§ **YOUR OBJECTIVE**: Wherever the string "BufRead" shows up in the material below, copy that line.

§ **EXTRACTED ENTRIES**:
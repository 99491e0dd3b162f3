use crate::access::cursor::Cursor;
use crate::access::row::{deserialize_row, serialize_row, Row, ROWS_PER_PAGE, ROW_SIZE};
use crate::config::TableConfig;
use crate::storage::buffer::Pager;
use crate::storage::error::{StorageError, StorageResult};
use crate::storage::page::{PageId, PAGE_SIZE};
use log::{info, warn};
use std::path::Path;

/// An append-only table of fixed-width rows stored in a single file.
///
/// Rows are packed `ROWS_PER_PAGE` to a page in insertion order. Inserts only
/// touch the in-memory page; data reaches disk when the table is closed, or
/// earlier if the page cache has to evict.
pub struct Table {
    pager: Pager,
    num_rows: usize,
    max_rows: usize,
    trailing_bytes: u64,
}

impl Table {
    /// Open the table stored at `path` with default limits, creating the file
    /// if it does not exist.
    pub fn open(path: &Path) -> StorageResult<Self> {
        Self::open_with_config(path, TableConfig::default())
    }

    pub fn open_with_config(path: &Path, config: TableConfig) -> StorageResult<Self> {
        let pager = Pager::open(path, &config)?;
        let max_rows = config.max_rows();

        let (mut num_rows, trailing_bytes) = rows_in_file(pager.file_length());
        if trailing_bytes > 0 {
            warn!(
                "{:?}: ignoring {} trailing bytes that do not form a whole row",
                path, trailing_bytes
            );
        }
        if num_rows > max_rows {
            warn!(
                "{:?}: file holds {} rows but the table is limited to {}",
                path, num_rows, max_rows
            );
            num_rows = max_rows;
        }

        info!("opened table {:?} with {} rows", path, num_rows);
        Ok(Self {
            pager,
            num_rows,
            max_rows,
            trailing_bytes,
        })
    }

    pub fn num_rows(&self) -> usize {
        self.num_rows
    }

    pub fn max_rows(&self) -> usize {
        self.max_rows
    }

    /// Bytes at the end of the file that were ignored at open time.
    pub fn trailing_bytes(&self) -> u64 {
        self.trailing_bytes
    }

    pub fn pager(&self) -> &Pager {
        &self.pager
    }

    pub(crate) fn pager_mut(&mut self) -> &mut Pager {
        &mut self.pager
    }

    /// Maps a row number to its page and the byte offset within that page.
    pub fn row_address(row_num: usize) -> (PageId, usize) {
        let page_num = row_num / ROWS_PER_PAGE;
        let row_offset = row_num % ROWS_PER_PAGE;
        (PageId(page_num as u32), row_offset * ROW_SIZE)
    }

    /// Appends a row. Identifiers are not checked for uniqueness or order.
    pub fn insert(&mut self, row: &Row) -> StorageResult<()> {
        if self.num_rows >= self.max_rows {
            return Err(StorageError::TableFull {
                max_rows: self.max_rows,
            });
        }

        let mut cursor = Cursor::end(self);
        serialize_row(row, cursor.value_mut()?, 0);
        self.num_rows += 1;

        Ok(())
    }

    /// Iterates over every row in insertion order.
    pub fn scan(&mut self) -> TableScanner<'_> {
        TableScanner {
            cursor: Cursor::start(self),
            done: false,
        }
    }

    /// Writes all rows back to disk and closes the file.
    ///
    /// Full pages are written whole. The last page is written only up to the
    /// end of its last row, so the file never gains bytes that would read back
    /// as extra rows.
    pub fn close(mut self) -> StorageResult<()> {
        let num_full_pages = self.num_rows / ROWS_PER_PAGE;

        for page_num in 0..num_full_pages {
            let page_id = PageId(page_num as u32);
            if !self.pager.is_resident(page_id) {
                continue;
            }
            self.pager.flush(page_id, PAGE_SIZE)?;
            self.pager.release(page_id);
        }

        let num_additional_rows = self.num_rows % ROWS_PER_PAGE;
        if num_additional_rows > 0 {
            let page_id = PageId(num_full_pages as u32);
            if self.pager.is_resident(page_id) {
                self.pager.flush(page_id, num_additional_rows * ROW_SIZE)?;
                self.pager.release(page_id);
            }
        }

        self.pager.close()?;
        info!("closed table with {} rows", self.num_rows);
        Ok(())
    }
}

/// Number of whole rows in a file of `file_length` bytes, and the count of
/// leftover bytes in the last page that do not make up a row.
fn rows_in_file(file_length: u64) -> (usize, u64) {
    let full_pages = file_length / PAGE_SIZE as u64;
    let tail = file_length % PAGE_SIZE as u64;
    let rows = full_pages as usize * ROWS_PER_PAGE + (tail / ROW_SIZE as u64) as usize;
    (rows, tail % ROW_SIZE as u64)
}

/// Sequential scan over a table, driven by a [`Cursor`].
pub struct TableScanner<'a> {
    cursor: Cursor<'a>,
    done: bool,
}

impl Iterator for TableScanner<'_> {
    type Item = StorageResult<Row>;

    fn next(&mut self) -> Option<Self::Item> {
        if self.done || self.cursor.is_end() {
            return None;
        }

        match self.cursor.value() {
            Ok(buf) => {
                let row = deserialize_row(buf, 0);
                self.cursor.advance();
                Some(Ok(row))
            }
            Err(e) => {
                self.done = true;
                Some(Err(e))
            }
        }
    }
}
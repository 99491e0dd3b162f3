// Statement preparation - turns one input line into a Statement

use super::ast::{MetaCommand, Statement};
use crate::access::row::{Row, COLUMN_EMAIL_SIZE, COLUMN_USERNAME_SIZE};
use thiserror::Error;

/// Reasons an input line could not be turned into a statement. The display
/// text is what the user sees.
#[derive(Error, Debug, Clone, PartialEq, Eq)]
pub enum PrepareError {
    #[error("ID must be positive.")]
    NegativeId,

    #[error("String is too long.")]
    StringTooLong,

    #[error("Syntax error. Could not parse statement.")]
    SyntaxError,

    #[error("Unrecognized keyword at start of '{0}'.")]
    UnrecognizedStatement(String),

    #[error("Unrecognized command '{0}'")]
    UnrecognizedCommand(String),
}

pub fn parse_meta_command(input: &str) -> Result<MetaCommand, PrepareError> {
    match input {
        ".exit" => Ok(MetaCommand::Exit),
        _ => Err(PrepareError::UnrecognizedCommand(input.to_string())),
    }
}

pub fn prepare_statement(input: &str) -> Result<Statement, PrepareError> {
    if input.starts_with("insert") {
        return prepare_insert(input);
    }
    if input == "select" {
        return Ok(Statement::Select);
    }

    Err(PrepareError::UnrecognizedStatement(input.to_string()))
}

/// `insert <id> <username> <email>`; anything after the email is ignored.
fn prepare_insert(input: &str) -> Result<Statement, PrepareError> {
    let mut parts = input.split_whitespace().skip(1);
    let (Some(id), Some(username), Some(email)) = (parts.next(), parts.next(), parts.next())
    else {
        return Err(PrepareError::SyntaxError);
    };

    let id: i64 = id.parse().map_err(|_| PrepareError::SyntaxError)?;
    if id < 0 {
        return Err(PrepareError::NegativeId);
    }
    let id = u32::try_from(id).map_err(|_| PrepareError::SyntaxError)?;

    if username.len() > COLUMN_USERNAME_SIZE || email.len() > COLUMN_EMAIL_SIZE {
        return Err(PrepareError::StringTooLong);
    }

    Ok(Statement::Insert(Row::new(id, username, email)))
}
use crate::storage::page::{PAGE_SIZE, TABLE_MAX_PAGES};
use byteorder::{ByteOrder, LittleEndian};
use std::fmt;

/// Longest username accepted, in bytes.
pub const COLUMN_USERNAME_SIZE: usize = 32;
/// Longest email accepted, in bytes.
pub const COLUMN_EMAIL_SIZE: usize = 255;

// On-disk field widths; text columns keep room for a NUL terminator
pub const ID_SIZE: usize = std::mem::size_of::<u32>();
pub const USERNAME_SIZE: usize = COLUMN_USERNAME_SIZE + 1;
pub const EMAIL_SIZE: usize = COLUMN_EMAIL_SIZE + 1;

pub const ID_OFFSET: usize = 0;
pub const USERNAME_OFFSET: usize = ID_OFFSET + ID_SIZE;
pub const EMAIL_OFFSET: usize = USERNAME_OFFSET + USERNAME_SIZE;
pub const ROW_SIZE: usize = ID_SIZE + USERNAME_SIZE + EMAIL_SIZE;

pub const ROWS_PER_PAGE: usize = PAGE_SIZE / ROW_SIZE;
pub const TABLE_MAX_ROWS: usize = ROWS_PER_PAGE * TABLE_MAX_PAGES;

/// A single record of the users table.
#[derive(Debug, Clone, Default, PartialEq, Eq)]
pub struct Row {
    pub id: u32,
    pub username: String,
    pub email: String,
}

impl Row {
    pub fn new(id: u32, username: impl Into<String>, email: impl Into<String>) -> Self {
        Self {
            id,
            username: username.into(),
            email: email.into(),
        }
    }
}

impl fmt::Display for Row {
    fn fmt(&self, f: &mut fmt::Formatter<'_>) -> fmt::Result {
        write!(f, "({}, {}, {})", self.id, self.username, self.email)
    }
}

/// Writes `row` into `buf` starting at `offset`.
///
/// Text columns are NUL-padded to their full width. Text longer than the
/// column capacity is clipped to the capacity in bytes.
pub fn serialize_row(row: &Row, buf: &mut [u8], offset: usize) {
    let dest = &mut buf[offset..offset + ROW_SIZE];

    LittleEndian::write_u32(&mut dest[ID_OFFSET..ID_OFFSET + ID_SIZE], row.id);
    write_text(
        &mut dest[USERNAME_OFFSET..USERNAME_OFFSET + USERNAME_SIZE],
        &row.username,
        COLUMN_USERNAME_SIZE,
    );
    write_text(
        &mut dest[EMAIL_OFFSET..EMAIL_OFFSET + EMAIL_SIZE],
        &row.email,
        COLUMN_EMAIL_SIZE,
    );
}

/// Reads the row stored in `buf` at `offset`. Contents are not validated.
pub fn deserialize_row(buf: &[u8], offset: usize) -> Row {
    let src = &buf[offset..offset + ROW_SIZE];

    Row {
        id: LittleEndian::read_u32(&src[ID_OFFSET..ID_OFFSET + ID_SIZE]),
        username: read_text(&src[USERNAME_OFFSET..USERNAME_OFFSET + USERNAME_SIZE]),
        email: read_text(&src[EMAIL_OFFSET..EMAIL_OFFSET + EMAIL_SIZE]),
    }
}

fn write_text(dest: &mut [u8], text: &str, capacity: usize) {
    let bytes = text.as_bytes();
    let len = bytes.len().min(capacity);
    dest[..len].copy_from_slice(&bytes[..len]);
    dest[len..].fill(0);
}

fn read_text(src: &[u8]) -> String {
    let end = src.iter().position(|&b| b == 0).unwrap_or(src.len());
    String::from_utf8_lossy(&src[..end]).into_owned()
}
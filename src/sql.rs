// SQL module - statement preparation and execution for the command loop

pub mod ast;
pub mod parser;
pub mod statement;

pub use ast::*;
pub use parser::{parse_meta_command, prepare_statement, PrepareError};
pub use statement::{execute_statement, ExecuteResult};
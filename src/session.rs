//! Interactive session: the read-prepare-execute loop behind the binary.

use crate::access::Table;
use crate::sql::{
    execute_statement, parse_meta_command, prepare_statement, ExecuteResult, MetaCommand,
};
use anyhow::{Context, Result};
use log::{debug, error};
use std::io::{BufRead, Write};

const PROMPT: &str = "db > ";

/// A command loop bound to one open table.
pub struct Session {
    table: Table,
}

impl Session {
    pub fn new(table: Table) -> Self {
        Self { table }
    }

    /// Reads commands from `input` until `.exit` or end of input, then closes
    /// the table.
    ///
    /// Statement errors and a full table are reported on `output` and the loop
    /// goes on. Storage and I/O failures end the session with an error, but the
    /// table is still closed first so rows inserted so far reach disk.
    pub fn run<R: BufRead, W: Write>(mut self, mut input: R, mut output: W) -> Result<()> {
        let outcome = self.command_loop(&mut input, &mut output);
        if let Err(e) = &outcome {
            error!("session ended early: {e:#}");
        }

        let closed = self.table.close().context("Error closing db file");
        outcome.and(closed)
    }

    fn command_loop<R: BufRead, W: Write>(
        &mut self,
        input: &mut R,
        output: &mut W,
    ) -> Result<()> {
        let mut buf = Vec::new();

        loop {
            write!(output, "{PROMPT}")?;
            output.flush()?;

            buf.clear();
            if input.read_until(b'\n', &mut buf).context("Error reading input")? == 0 {
                debug!("end of input, closing table");
                return Ok(());
            }
            // Bytes that are not UTF-8 fall through to the usual statement errors
            let line = String::from_utf8_lossy(&buf);
            let command = line.trim();

            if command.starts_with('.') {
                match parse_meta_command(command) {
                    Ok(MetaCommand::Exit) => return Ok(()),
                    Err(e) => {
                        writeln!(output, "{e}")?;
                        continue;
                    }
                }
            }

            let statement = match prepare_statement(command) {
                Ok(statement) => statement,
                Err(e) => {
                    writeln!(output, "{e}")?;
                    continue;
                }
            };

            match execute_statement(&statement, &mut self.table, output)? {
                ExecuteResult::Success => writeln!(output, "Executed.")?,
                ExecuteResult::TableFull => writeln!(output, "Error: Table full.")?,
            }
        }
    }
}
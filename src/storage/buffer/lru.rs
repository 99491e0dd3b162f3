use super::replacer::Replacer;
use crate::storage::page::PageId;
use std::collections::VecDeque;

#[derive(Debug, Default)]
pub struct LruReplacer {
    /// Resident pages, least recently used at front
    lru_list: VecDeque<PageId>,
}

impl LruReplacer {
    pub fn new(capacity: usize) -> Self {
        Self {
            lru_list: VecDeque::with_capacity(capacity),
        }
    }

    fn position(&self, page_id: PageId) -> Option<usize> {
        self.lru_list.iter().position(|&p| p == page_id)
    }
}

impl Replacer for LruReplacer {
    fn evict(&mut self) -> Option<PageId> {
        self.lru_list.pop_front()
    }

    fn record_access(&mut self, page_id: PageId) {
        // Already most recent: the common case during a scan or an append run
        if self.lru_list.back() == Some(&page_id) {
            return;
        }
        if let Some(idx) = self.position(page_id) {
            self.lru_list.remove(idx);
        }
        self.lru_list.push_back(page_id);
    }

    fn remove(&mut self, page_id: PageId) {
        if let Some(idx) = self.position(page_id) {
            self.lru_list.remove(idx);
        }
    }

    fn size(&self) -> usize {
        self.lru_list.len()
    }
}
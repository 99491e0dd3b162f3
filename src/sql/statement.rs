// Statement execution against a table

use super::ast::Statement;
use crate::access::{Row, Table};
use crate::storage::StorageError;
use anyhow::{Context, Result};
use std::io::Write;

#[derive(Debug, Clone, Copy, PartialEq, Eq)]
pub enum ExecuteResult {
    Success,
    TableFull,
}

/// Runs a prepared statement. Selected rows are written to `out`, one per line.
///
/// A full table is reported through the returned [`ExecuteResult`]; any other
/// failure is an error the caller is not expected to recover from.
pub fn execute_statement<W: Write>(
    statement: &Statement,
    table: &mut Table,
    out: &mut W,
) -> Result<ExecuteResult> {
    match statement {
        Statement::Insert(row) => execute_insert(row, table),
        Statement::Select => execute_select(table, out),
    }
}

fn execute_insert(row: &Row, table: &mut Table) -> Result<ExecuteResult> {
    match table.insert(row) {
        Ok(()) => Ok(ExecuteResult::Success),
        Err(StorageError::TableFull { .. }) => Ok(ExecuteResult::TableFull),
        Err(e) => Err(e).context("Failed to insert row"),
    }
}

fn execute_select<W: Write>(table: &mut Table, out: &mut W) -> Result<ExecuteResult> {
    for row in table.scan() {
        let row = row.context("Failed to read row")?;
        writeln!(out, "{row}")?;
    }
    Ok(ExecuteResult::Success)
}

#[cfg(test)]
mod tests {
    use super::*;
    use crate::config::TableConfig;
    use tempfile::tempdir;

    #[test]
    fn test_insert_and_select() -> Result<()> {
        let dir = tempdir()?;
        let mut table = Table::open(&dir.path().join("test.db"))?;
        let mut out = Vec::new();

        let insert = Statement::Insert(Row::new(1, "user1", "person1@example.com"));
        assert_eq!(
            execute_statement(&insert, &mut table, &mut out)?,
            ExecuteResult::Success
        );
        assert!(out.is_empty());

        assert_eq!(
            execute_statement(&Statement::Select, &mut table, &mut out)?,
            ExecuteResult::Success
        );
        assert_eq!(String::from_utf8(out)?, "(1, user1, person1@example.com)\n");

        Ok(())
    }

    #[test]
    fn test_table_full_is_reported() -> Result<()> {
        let dir = tempdir()?;
        let config = TableConfig::default().with_max_pages(1);
        let mut table = Table::open_with_config(&dir.path().join("test.db"), config)?;
        let mut out = Vec::new();

        let insert = Statement::Insert(Row::new(1, "u", "e"));
        for _ in 0..table.max_rows() {
            execute_statement(&insert, &mut table, &mut out)?;
        }
        assert_eq!(
            execute_statement(&insert, &mut table, &mut out)?,
            ExecuteResult::TableFull
        );
        assert_eq!(table.num_rows(), table.max_rows());

        Ok(())
    }
}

§ **SOLVED PROBLEM**:
use std::io::{BufRead, Write};
    pub fn run<R: BufRead, W: Write>(mut self, mut input: R, mut output: W) -> Result<()> {
    fn command_loop<R: BufRead, W: Write>(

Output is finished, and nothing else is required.